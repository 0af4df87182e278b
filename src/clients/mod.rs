//! Service client seams.
//!
//! The engine never constructs AWS clients itself. Callers hand it
//! implementations of these traits: the SDK backed ones from the `aws`
//! feature, or their own (tests use recording mocks).

mod templates;
mod waiter;

#[cfg(feature = "aws")]
pub mod aws;

pub use templates::{DirectoryTemplateSource, NestedTemplateLocation, StaticTemplateSource};
pub use waiter::{WaiterConfig, poll_until_function_updated};

use crate::classify::{
    CodeBuildProjectUpdate, LambdaCodeUpdate, LambdaConfigurationUpdate, StateMachineUpdate,
};
use crate::error::{HotswapError, Result};
use crate::template::{ResourceSummary, Template};
use async_trait::async_trait;
use std::collections::BTreeMap;
use std::sync::Arc;

/// Update status Lambda reports for a function.
#[derive(Debug, Clone, Copy, PartialEq, Eq)]
pub enum LastUpdateStatus {
    /// The last update finished.
    Successful,
    /// The last update failed.
    Failed,
    /// An update is still being applied.
    InProgress,
}

/// The parts of a Lambda function configuration the engine reads.
#[derive(Debug, Clone, Default, PartialEq)]
pub struct FunctionConfiguration {
    /// Function name.
    pub function_name: String,
    /// VPC the function is attached to, if any.
    pub vpc_id: Option<String>,
    /// `Zip` or `Image`.
    pub package_type: Option<String>,
    /// Status of the last update.
    pub last_update_status: Option<LastUpdateStatus>,
    /// Reason reported with the last update status.
    pub last_update_status_reason: Option<String>,
}

impl FunctionConfiguration {
    /// Whether updates of this function take long to settle.
    ///
    /// True for VPC-attached functions and container image functions.
    pub fn needs_slow_waiter(&self) -> bool {
        self.vpc_id.as_deref().is_some_and(|id| !id.is_empty())
            || self.package_type.as_deref() == Some("Image")
    }
}

/// Lambda API operations used by hotswaps.
#[async_trait]
pub trait LambdaApi: Send + Sync {
    /// `UpdateFunctionCode`
    async fn update_function_code(&self, update: &LambdaCodeUpdate) -> Result<FunctionConfiguration>;

    /// `UpdateFunctionConfiguration`
    async fn update_function_configuration(
        &self,
        update: &LambdaConfigurationUpdate,
    ) -> Result<FunctionConfiguration>;

    /// `GetFunctionConfiguration`
    async fn get_function_configuration(&self, function_name: &str) -> Result<FunctionConfiguration>;

    /// `PublishVersion`; returns the new version.
    async fn publish_version(&self, function_name: &str) -> Result<String>;

    /// `UpdateAlias`
    async fn update_alias(&self, function_name: &str, alias: &str, version: &str) -> Result<()>;

    /// Wait until the last update of a function has finished.
    ///
    /// The default polls [`get_function_configuration`](Self::get_function_configuration).
    async fn wait_until_function_updated(
        &self,
        function_name: &str,
        config: &WaiterConfig,
    ) -> Result<()> {
        poll_until_function_updated(self, function_name, config).await
    }
}

/// CodeBuild API operations used by hotswaps.
#[async_trait]
pub trait CodeBuildApi: Send + Sync {
    /// `UpdateProject`
    async fn update_project(&self, update: &CodeBuildProjectUpdate) -> Result<()>;
}

/// Step Functions API operations used by hotswaps.
#[async_trait]
pub trait StepFunctionsApi: Send + Sync {
    /// `UpdateStateMachine`
    async fn update_state_machine(&self, update: &StateMachineUpdate) -> Result<()>;
}

/// Read-only CloudFormation lookups.
#[async_trait]
pub trait CloudFormationApi: Send + Sync {
    /// The deployed template of a stack; `None` if the stack does not exist.
    async fn get_template(&self, stack_name: &str) -> Result<Option<Template>>;

    /// Every resource of a stack.
    async fn list_stack_resources(&self, stack_name: &str) -> Result<Vec<ResourceSummary>>;

    /// Current parameter values of a stack.
    async fn stack_parameters(&self, stack_name: &str) -> Result<BTreeMap<String, String>>;

    /// All exports of the account and region, by export name.
    async fn list_exports(&self) -> Result<BTreeMap<String, String>>;
}

/// Provides the synthesized templates of nested stacks.
#[async_trait]
pub trait NestedTemplateSource: Send + Sync {
    /// The generated template for a nested stack, or `None` if unknown.
    async fn nested_template(&self, location: &NestedTemplateLocation) -> Result<Option<Template>>;
}

/// The set of clients a deployer may use.
///
/// Every client is optional; an operation that needs a missing client fails
/// with [`HotswapError::ClientNotConfigured`].
#[derive(Clone, Default)]
pub struct ServiceClients {
    pub(crate) lambda: Option<Arc<dyn LambdaApi>>,
    pub(crate) codebuild: Option<Arc<dyn CodeBuildApi>>,
    pub(crate) stepfunctions: Option<Arc<dyn StepFunctionsApi>>,
    pub(crate) cloudformation: Option<Arc<dyn CloudFormationApi>>,
    pub(crate) nested_templates: Option<Arc<dyn NestedTemplateSource>>,
}

impl ServiceClients {
    /// The Lambda client.
    pub fn lambda(&self) -> Result<&dyn LambdaApi> {
        self.lambda
            .as_deref()
            .ok_or(HotswapError::ClientNotConfigured("Lambda"))
    }

    /// The CodeBuild client.
    pub fn codebuild(&self) -> Result<&dyn CodeBuildApi> {
        self.codebuild
            .as_deref()
            .ok_or(HotswapError::ClientNotConfigured("CodeBuild"))
    }

    /// The Step Functions client.
    pub fn stepfunctions(&self) -> Result<&dyn StepFunctionsApi> {
        self.stepfunctions
            .as_deref()
            .ok_or(HotswapError::ClientNotConfigured("Step Functions"))
    }

    /// The CloudFormation client.
    pub fn cloudformation(&self) -> Result<&dyn CloudFormationApi> {
        self.cloudformation
            .as_deref()
            .ok_or(HotswapError::ClientNotConfigured("CloudFormation"))
    }

    /// The nested template source.
    pub fn nested_templates(&self) -> Result<&dyn NestedTemplateSource> {
        self.nested_templates
            .as_deref()
            .ok_or(HotswapError::ClientNotConfigured("nested template source"))
    }
}

impl std::fmt::Debug for ServiceClients {
    fn fmt(&self, f: &mut std::fmt::Formatter<'_>) -> std::fmt::Result {
        f.debug_struct("ServiceClients")
            .field("lambda", &self.lambda.is_some())
            .field("codebuild", &self.codebuild.is_some())
            .field("stepfunctions", &self.stepfunctions.is_some())
            .field("cloudformation", &self.cloudformation.is_some())
            .field("nested_templates", &self.nested_templates.is_some())
            .finish()
    }
}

YOUR INSTRUCTIONS: Present each line from the listing that holds the string "crate".

TASK SOLUTION:
use crate::classify::{
use crate::error::{HotswapError, Result};
use crate::template::{ResourceSummary, Template};
    pub(crate) lambda: Option<Arc<dyn LambdaApi>>,
    pub(crate) codebuild: Option<Arc<dyn CodeBuildApi>>,
    pub(crate) stepfunctions: Option<Arc<dyn StepFunctionsApi>>,
    pub(crate) cloudformation: Option<Arc<dyn CloudFormationApi>>,
    pub(crate) nested_templates: Option<Arc<dyn NestedTemplateSource>>,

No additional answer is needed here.